What you are asked to do: Nothing beyond the line containing "enabled, the second" should be printed; print each line exactly from the first line of the listing below through it.

Input data:
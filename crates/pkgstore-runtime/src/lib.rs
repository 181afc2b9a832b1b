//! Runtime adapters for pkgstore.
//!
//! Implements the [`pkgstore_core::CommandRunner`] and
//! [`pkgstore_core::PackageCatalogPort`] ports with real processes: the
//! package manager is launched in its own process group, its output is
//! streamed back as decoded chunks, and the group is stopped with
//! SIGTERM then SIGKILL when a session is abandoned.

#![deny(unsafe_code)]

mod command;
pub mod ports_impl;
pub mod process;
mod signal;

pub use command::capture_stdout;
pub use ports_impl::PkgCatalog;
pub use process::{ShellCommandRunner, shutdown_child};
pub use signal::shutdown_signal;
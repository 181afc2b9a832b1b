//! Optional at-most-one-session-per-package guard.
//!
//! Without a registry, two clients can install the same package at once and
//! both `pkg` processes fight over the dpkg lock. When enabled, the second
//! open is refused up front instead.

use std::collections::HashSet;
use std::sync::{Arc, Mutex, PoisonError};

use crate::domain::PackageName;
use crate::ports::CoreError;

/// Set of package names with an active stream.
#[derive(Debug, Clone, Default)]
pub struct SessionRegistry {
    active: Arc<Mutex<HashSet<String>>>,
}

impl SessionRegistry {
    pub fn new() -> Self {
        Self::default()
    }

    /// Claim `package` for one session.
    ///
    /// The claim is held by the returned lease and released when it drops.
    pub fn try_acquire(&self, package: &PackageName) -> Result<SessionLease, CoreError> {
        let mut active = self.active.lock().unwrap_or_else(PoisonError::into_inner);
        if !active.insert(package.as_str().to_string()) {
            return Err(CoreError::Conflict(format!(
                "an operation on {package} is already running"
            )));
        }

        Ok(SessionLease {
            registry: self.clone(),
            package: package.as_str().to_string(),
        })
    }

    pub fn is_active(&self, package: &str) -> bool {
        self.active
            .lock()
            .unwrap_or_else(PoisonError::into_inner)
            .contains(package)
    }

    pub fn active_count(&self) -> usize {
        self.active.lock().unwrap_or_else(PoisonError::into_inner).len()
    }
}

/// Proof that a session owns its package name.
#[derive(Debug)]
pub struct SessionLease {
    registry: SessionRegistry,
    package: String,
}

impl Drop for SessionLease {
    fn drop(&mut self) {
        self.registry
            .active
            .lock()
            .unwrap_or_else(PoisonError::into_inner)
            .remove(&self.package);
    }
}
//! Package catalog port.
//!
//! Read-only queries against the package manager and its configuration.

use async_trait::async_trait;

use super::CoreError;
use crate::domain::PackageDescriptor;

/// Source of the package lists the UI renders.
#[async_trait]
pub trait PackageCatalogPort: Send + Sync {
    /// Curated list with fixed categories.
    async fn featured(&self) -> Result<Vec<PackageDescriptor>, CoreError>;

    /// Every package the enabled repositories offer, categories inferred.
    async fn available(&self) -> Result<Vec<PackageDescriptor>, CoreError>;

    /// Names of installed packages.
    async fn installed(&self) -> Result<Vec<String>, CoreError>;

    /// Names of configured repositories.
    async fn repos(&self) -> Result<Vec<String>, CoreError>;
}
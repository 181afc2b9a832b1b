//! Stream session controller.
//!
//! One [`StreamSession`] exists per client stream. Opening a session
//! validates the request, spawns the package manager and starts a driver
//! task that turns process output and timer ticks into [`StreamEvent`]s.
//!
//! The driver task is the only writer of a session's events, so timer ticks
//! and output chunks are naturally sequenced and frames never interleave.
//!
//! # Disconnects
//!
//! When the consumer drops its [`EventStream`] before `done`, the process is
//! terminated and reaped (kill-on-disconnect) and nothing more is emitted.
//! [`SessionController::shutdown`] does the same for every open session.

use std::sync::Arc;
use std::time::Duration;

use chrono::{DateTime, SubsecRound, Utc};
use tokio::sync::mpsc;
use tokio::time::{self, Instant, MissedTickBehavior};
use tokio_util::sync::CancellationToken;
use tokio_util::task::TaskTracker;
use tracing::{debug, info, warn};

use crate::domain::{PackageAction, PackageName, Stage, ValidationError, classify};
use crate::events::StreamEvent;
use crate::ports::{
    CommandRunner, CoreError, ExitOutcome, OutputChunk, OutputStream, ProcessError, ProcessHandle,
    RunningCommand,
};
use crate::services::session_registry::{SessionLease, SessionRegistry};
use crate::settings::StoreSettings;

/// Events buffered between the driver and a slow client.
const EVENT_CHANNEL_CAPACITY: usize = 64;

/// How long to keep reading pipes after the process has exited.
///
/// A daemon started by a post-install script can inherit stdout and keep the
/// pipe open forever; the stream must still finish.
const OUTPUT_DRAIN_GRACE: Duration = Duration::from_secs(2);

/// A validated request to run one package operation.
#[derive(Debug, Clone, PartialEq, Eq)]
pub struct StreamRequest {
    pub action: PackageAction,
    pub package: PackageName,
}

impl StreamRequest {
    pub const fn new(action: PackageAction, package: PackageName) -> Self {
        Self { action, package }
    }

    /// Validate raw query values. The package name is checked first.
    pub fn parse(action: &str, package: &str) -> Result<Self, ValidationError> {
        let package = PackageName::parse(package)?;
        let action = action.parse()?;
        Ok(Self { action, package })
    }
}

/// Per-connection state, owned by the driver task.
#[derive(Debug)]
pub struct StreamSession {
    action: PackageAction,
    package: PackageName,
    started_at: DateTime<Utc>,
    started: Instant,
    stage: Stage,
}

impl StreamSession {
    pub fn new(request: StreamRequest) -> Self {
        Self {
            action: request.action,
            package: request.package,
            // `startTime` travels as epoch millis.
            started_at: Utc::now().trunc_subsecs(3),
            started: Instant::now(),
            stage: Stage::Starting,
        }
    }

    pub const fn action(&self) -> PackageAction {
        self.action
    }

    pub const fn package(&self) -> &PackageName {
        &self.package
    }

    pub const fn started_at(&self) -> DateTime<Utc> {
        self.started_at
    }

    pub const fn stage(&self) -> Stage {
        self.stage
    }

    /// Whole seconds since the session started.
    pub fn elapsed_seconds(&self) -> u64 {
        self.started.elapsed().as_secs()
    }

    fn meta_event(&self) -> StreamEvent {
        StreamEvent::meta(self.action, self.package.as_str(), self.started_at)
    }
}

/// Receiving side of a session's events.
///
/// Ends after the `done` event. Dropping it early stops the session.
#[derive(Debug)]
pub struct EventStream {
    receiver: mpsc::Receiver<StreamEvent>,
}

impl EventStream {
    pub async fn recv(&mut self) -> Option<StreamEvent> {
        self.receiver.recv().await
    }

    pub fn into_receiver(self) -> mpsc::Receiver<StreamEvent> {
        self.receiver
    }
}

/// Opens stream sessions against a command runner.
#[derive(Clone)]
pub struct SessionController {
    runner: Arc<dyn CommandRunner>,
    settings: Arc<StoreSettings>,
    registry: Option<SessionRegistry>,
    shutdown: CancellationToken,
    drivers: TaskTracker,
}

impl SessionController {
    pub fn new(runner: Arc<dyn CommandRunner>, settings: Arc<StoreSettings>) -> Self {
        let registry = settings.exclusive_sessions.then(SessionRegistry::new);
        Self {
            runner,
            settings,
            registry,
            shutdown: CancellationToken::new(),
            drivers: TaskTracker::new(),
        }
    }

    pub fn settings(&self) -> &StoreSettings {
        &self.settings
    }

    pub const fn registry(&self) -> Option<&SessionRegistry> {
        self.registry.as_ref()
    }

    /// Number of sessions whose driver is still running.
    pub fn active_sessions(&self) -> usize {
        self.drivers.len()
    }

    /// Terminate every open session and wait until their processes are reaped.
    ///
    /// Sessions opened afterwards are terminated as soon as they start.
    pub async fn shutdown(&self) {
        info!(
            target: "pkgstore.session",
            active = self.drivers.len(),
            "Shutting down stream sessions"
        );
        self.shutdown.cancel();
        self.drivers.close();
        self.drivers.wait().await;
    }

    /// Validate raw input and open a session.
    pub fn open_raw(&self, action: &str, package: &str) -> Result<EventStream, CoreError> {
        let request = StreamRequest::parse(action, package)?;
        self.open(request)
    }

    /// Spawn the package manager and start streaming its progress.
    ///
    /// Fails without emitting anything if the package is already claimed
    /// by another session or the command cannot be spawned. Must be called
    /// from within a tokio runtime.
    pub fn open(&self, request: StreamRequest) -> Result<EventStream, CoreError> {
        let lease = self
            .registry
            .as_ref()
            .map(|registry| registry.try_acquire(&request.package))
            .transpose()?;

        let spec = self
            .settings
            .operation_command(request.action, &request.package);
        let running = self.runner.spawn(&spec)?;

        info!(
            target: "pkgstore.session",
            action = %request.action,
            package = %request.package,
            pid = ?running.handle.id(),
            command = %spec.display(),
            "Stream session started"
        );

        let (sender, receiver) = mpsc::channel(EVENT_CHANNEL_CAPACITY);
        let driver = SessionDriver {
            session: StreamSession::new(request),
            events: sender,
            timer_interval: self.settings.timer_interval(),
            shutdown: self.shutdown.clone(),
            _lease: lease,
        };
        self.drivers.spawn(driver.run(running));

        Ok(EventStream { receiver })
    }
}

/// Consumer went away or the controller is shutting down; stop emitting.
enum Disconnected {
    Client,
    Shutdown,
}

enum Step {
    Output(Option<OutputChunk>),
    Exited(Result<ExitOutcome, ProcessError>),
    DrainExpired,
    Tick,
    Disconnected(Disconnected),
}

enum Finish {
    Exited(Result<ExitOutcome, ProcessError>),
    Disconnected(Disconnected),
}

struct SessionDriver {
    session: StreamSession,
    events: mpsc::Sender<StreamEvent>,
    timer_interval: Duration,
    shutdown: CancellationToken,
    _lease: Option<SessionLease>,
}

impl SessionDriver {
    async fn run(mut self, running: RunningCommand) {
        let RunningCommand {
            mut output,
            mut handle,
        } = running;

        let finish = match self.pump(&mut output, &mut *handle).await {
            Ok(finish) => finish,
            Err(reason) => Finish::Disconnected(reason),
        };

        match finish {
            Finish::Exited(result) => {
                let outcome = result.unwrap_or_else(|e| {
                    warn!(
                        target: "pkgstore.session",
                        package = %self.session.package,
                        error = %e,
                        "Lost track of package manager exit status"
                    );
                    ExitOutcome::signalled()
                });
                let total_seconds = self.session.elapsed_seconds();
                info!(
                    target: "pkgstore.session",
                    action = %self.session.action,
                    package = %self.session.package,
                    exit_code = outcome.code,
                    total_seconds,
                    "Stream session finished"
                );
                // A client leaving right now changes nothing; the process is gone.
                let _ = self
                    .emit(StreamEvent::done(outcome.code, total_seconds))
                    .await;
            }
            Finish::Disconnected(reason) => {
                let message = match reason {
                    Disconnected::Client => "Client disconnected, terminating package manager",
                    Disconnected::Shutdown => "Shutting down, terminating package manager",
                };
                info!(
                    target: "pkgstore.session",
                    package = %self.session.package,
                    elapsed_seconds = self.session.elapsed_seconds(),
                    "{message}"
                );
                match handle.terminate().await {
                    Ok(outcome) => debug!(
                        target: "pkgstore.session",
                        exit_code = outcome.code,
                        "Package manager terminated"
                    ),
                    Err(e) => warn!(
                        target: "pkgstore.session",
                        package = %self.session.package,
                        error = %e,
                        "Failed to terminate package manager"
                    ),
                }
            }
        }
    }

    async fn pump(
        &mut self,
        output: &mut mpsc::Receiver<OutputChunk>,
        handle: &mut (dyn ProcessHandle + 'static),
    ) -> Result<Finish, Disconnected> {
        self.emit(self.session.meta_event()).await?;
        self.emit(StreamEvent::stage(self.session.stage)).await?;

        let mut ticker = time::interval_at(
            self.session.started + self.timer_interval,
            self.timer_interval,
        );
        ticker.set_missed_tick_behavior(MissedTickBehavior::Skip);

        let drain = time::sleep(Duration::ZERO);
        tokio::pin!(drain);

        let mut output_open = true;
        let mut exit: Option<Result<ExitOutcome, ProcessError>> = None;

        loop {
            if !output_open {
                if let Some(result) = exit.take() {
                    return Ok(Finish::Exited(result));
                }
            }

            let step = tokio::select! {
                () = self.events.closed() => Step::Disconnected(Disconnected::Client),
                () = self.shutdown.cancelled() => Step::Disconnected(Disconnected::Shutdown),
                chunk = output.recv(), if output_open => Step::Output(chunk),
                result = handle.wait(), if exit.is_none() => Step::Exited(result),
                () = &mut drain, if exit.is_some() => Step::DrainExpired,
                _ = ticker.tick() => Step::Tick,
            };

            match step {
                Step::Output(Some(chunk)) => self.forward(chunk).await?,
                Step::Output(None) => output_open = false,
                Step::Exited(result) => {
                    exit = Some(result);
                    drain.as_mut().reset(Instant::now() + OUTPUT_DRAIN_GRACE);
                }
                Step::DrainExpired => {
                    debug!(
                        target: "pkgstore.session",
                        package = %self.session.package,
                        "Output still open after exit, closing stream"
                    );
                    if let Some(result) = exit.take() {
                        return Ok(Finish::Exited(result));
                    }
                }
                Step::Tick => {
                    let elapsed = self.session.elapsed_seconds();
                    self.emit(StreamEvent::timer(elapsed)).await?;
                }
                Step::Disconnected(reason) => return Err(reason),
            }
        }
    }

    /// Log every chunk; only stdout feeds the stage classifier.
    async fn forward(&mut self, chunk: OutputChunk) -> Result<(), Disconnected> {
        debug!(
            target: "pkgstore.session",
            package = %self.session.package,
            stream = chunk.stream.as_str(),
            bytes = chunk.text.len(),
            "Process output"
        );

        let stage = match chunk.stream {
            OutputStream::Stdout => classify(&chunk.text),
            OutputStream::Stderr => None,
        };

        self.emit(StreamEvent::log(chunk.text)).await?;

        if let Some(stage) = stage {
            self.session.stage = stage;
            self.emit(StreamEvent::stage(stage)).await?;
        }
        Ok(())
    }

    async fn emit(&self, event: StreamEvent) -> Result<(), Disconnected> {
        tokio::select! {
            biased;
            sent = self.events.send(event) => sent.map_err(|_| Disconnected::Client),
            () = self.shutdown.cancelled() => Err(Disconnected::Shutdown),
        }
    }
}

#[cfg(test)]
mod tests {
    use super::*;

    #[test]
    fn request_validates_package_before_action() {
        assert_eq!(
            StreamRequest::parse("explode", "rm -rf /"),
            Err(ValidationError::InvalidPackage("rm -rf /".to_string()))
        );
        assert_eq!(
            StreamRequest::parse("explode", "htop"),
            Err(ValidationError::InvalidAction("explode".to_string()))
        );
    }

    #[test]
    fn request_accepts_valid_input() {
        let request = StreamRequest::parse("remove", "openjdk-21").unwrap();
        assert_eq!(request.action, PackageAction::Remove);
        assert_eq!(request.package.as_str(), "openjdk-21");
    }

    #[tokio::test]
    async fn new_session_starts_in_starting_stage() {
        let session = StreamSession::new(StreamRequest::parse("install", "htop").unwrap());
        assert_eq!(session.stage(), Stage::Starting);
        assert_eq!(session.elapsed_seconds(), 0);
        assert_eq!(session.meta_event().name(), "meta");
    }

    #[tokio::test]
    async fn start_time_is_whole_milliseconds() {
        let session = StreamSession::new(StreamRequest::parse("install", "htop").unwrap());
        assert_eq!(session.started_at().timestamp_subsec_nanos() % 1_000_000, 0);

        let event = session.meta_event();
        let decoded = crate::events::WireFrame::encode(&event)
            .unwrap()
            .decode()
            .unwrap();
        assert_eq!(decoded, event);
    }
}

Answer section:
filename crates/pkgstore-runtime/src/lib.rs
repository 181afc2b9a832b1b
//! Runtime adapters for pkgstore.
//!
//! Implements the [`pkgstore_core::CommandRunner`] and
//! [`pkgstore_core::PackageCatalogPort`] ports with real processes: the
//! package manager is launched in its own process group, its output is
//! streamed back as decoded chunks, and the group is stopped with
//! SIGTERM then SIGKILL when a session is abandoned.

#![deny(unsafe_code)]

mod command;
pub mod ports_impl;
pub mod process;
mod signal;

pub use command::capture_stdout;
pub use ports_impl::PkgCatalog;
pub use process::{ShellCommandRunner, shutdown_child};
pub use signal::shutdown_signal;
repository 181afc2b9a832b1b
//! Optional at-most-one-session-per-package guard.
//!
//! Without a registry, two clients can install the same package at once and
//! both `pkg` processes fight over the dpkg lock. When enabled, the second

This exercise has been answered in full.